今日やったところの復習、次の時間の予習。それに加え、テスト範囲を問題集をまた一問から説きなおす。
xとyだけでは表せない複雑な弧を描くグラフをシンプルに直し座標を導き出す。
これがパズルみたいで面白いと葵に言うと、心底意味が分からないとげんなりした顔で言われた。心外だった。
流れ始めた音楽も5曲めのサビに差し掛かり、勉強よりも歌に集中し始めた時の事だった。
机の端にふ、と人の影が差し込んだ。視線だけそちらに動かす。
そこには、机の中を漁る神楽坂玲人がいた。
いつの間に、そこにいたのだろうか。
ひゅ、と息を飲み込み、思わず身を固くした。
「…」
「…」
音楽のせいで教室に入って来た神楽坂玲人に気づきもしなかった。
引き出しからノートを取り出した神楽坂玲人は無表情でこちらに背中を向ける。
普段あれだけ神楽坂玲人が無言なのはとても怖かったが、イヤフォンをしている人に無理に話しかけるほど彼も無粋ではないのだろうと思いなおす。

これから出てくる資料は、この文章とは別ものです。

//! Generated example values for schemas without explicit examples.

use serde_json::{json, Map, Value};

use crate::schema::circular::AncestorStack;
use crate::schema::infer::{infer_type, InferredType};
use crate::schema::{Items, ObjectSchema, SchemaArena, SchemaId, SchemaNode};

/// Produce an example value conforming (loosely) to a schema.
///
/// Explicit values win in this order: `const`, first of `examples`, `default`,
/// first of `enum`. Otherwise a value is derived from the type. Recursive
/// schemas stop with `{}` where they re-enter themselves.
pub fn sample(arena: &SchemaArena, id: SchemaId) -> Value {
    let mut ancestors = AncestorStack::new();
    sample_node(arena, id, &mut ancestors)
}

fn sample_node(arena: &SchemaArena, id: SchemaId, ancestors: &mut AncestorStack) -> Value {
    if ancestors.is_circular(id) {
        return json!({});
    }

    let schema = match arena.node(id) {
        SchemaNode::Object(schema) => schema,
        SchemaNode::Bool(_) | SchemaNode::Unresolved(_) => return Value::Null,
    };

    if let Some(value) = explicit_value(schema) {
        return value;
    }

    ancestors.push(id);
    let value = sample_object_schema(arena, id, schema, ancestors);
    ancestors.pop();
    value
}

fn explicit_value(schema: &ObjectSchema) -> Option<Value> {
    schema
        .const_value
        .clone()
        .or_else(|| schema.examples.as_ref().and_then(|list| list.first().cloned()))
        .or_else(|| schema.default.clone())
        .or_else(|| {
            schema
                .enum_values
                .as_ref()
                .and_then(|list| list.first().cloned())
        })
}

fn sample_object_schema(
    arena: &SchemaArena,
    id: SchemaId,
    schema: &ObjectSchema,
    ancestors: &mut AncestorStack,
) -> Value {
    if let Some(members) = &schema.all_of {
        let mut merged = Map::new();
        for member in members {
            match sample_node(arena, *member, ancestors) {
                Value::Object(entries) => merged.extend(entries),
                other if merged.is_empty() && members.len() == 1 => return other,
                _ => {}
            }
        }
        if let Value::Object(own) = sample_properties(arena, schema, ancestors) {
            merged.extend(own);
        }
        return Value::Object(merged);
    }

    if let Some(first) = schema
        .one_of
        .as_ref()
        .or(schema.any_of.as_ref())
        .and_then(|members| members.first())
    {
        return sample_node(arena, *first, ancestors);
    }

    let label = match infer_type(arena, id) {
        InferredType::Single(label) => label,
        InferredType::Multiple(labels) => labels
            .into_iter()
            .find(|label| label != "null")
            .unwrap_or_else(|| "null".to_string()),
        InferredType::Empty if schema.implies_object() => "object".to_string(),
        InferredType::Empty if schema.implies_array() => "array".to_string(),
        InferredType::Empty => String::new(),
    };

    match label.as_str() {
        "object" => sample_properties(arena, schema, ancestors),
        "array" => match &schema.items {
            Some(Items::Single(item)) => Value::Array(vec![sample_node(arena, *item, ancestors)]),
            Some(Items::Tuple(items)) => Value::Array(
                items
                    .iter()
                    .map(|item| sample_node(arena, *item, ancestors))
                    .collect(),
            ),
            None => json!([]),
        },
        "string" => json!(sample_string(schema.format.as_deref())),
        "integer" => schema
            .minimum
            .or(schema.exclusive_minimum.map(|bound| bound.floor() + 1.0))
            .map(|bound| json!(bound as i64))
            .unwrap_or_else(|| json!(0)),
        "number" => schema
            .minimum
            .or(schema.exclusive_minimum)
            .map(|bound| json!(bound))
            .unwrap_or_else(|| json!(0)),
        "boolean" => json!(true),
        _ => Value::Null,
    }
}

fn sample_properties(
    arena: &SchemaArena,
    schema: &ObjectSchema,
    ancestors: &mut AncestorStack,
) -> Value {
    let entries = schema
        .properties
        .iter()
        .map(|(name, property)| (name.clone(), sample_node(arena, *property, ancestors)))
        .collect();
    Value::Object(entries)
}

fn sample_string(format: Option<&str>) -> &'static str {
    match format {
        Some("date-time") => "2019-08-24T14:15:22Z",
        Some("date") => "2019-08-24",
        Some("time") => "14:15:22Z",
        Some("email") => "user@example.com",
        Some("uri") | Some("url") => "http://example.com",
        Some("uuid") => "095be615-a8ad-4c33-8e9c-c7612fbf6c9f",
        Some("hostname") => "example.com",
        Some("ipv4") => "192.168.0.1",
        _ => "string",
    }
}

最後のサビが終わり、スマホにダウンロードされている音楽が終わった。
静かな教室に、神楽坂玲人の乾いた上靴が床を擦る音だけが痛いぐらいに聞こえた。
「つまんなそうな人生」
イヤフォンでくぐもっていたが、確かにそう聞こえた。
ひゅうと首の後ろに寒気が走り、シャーペンを強く握りしめる。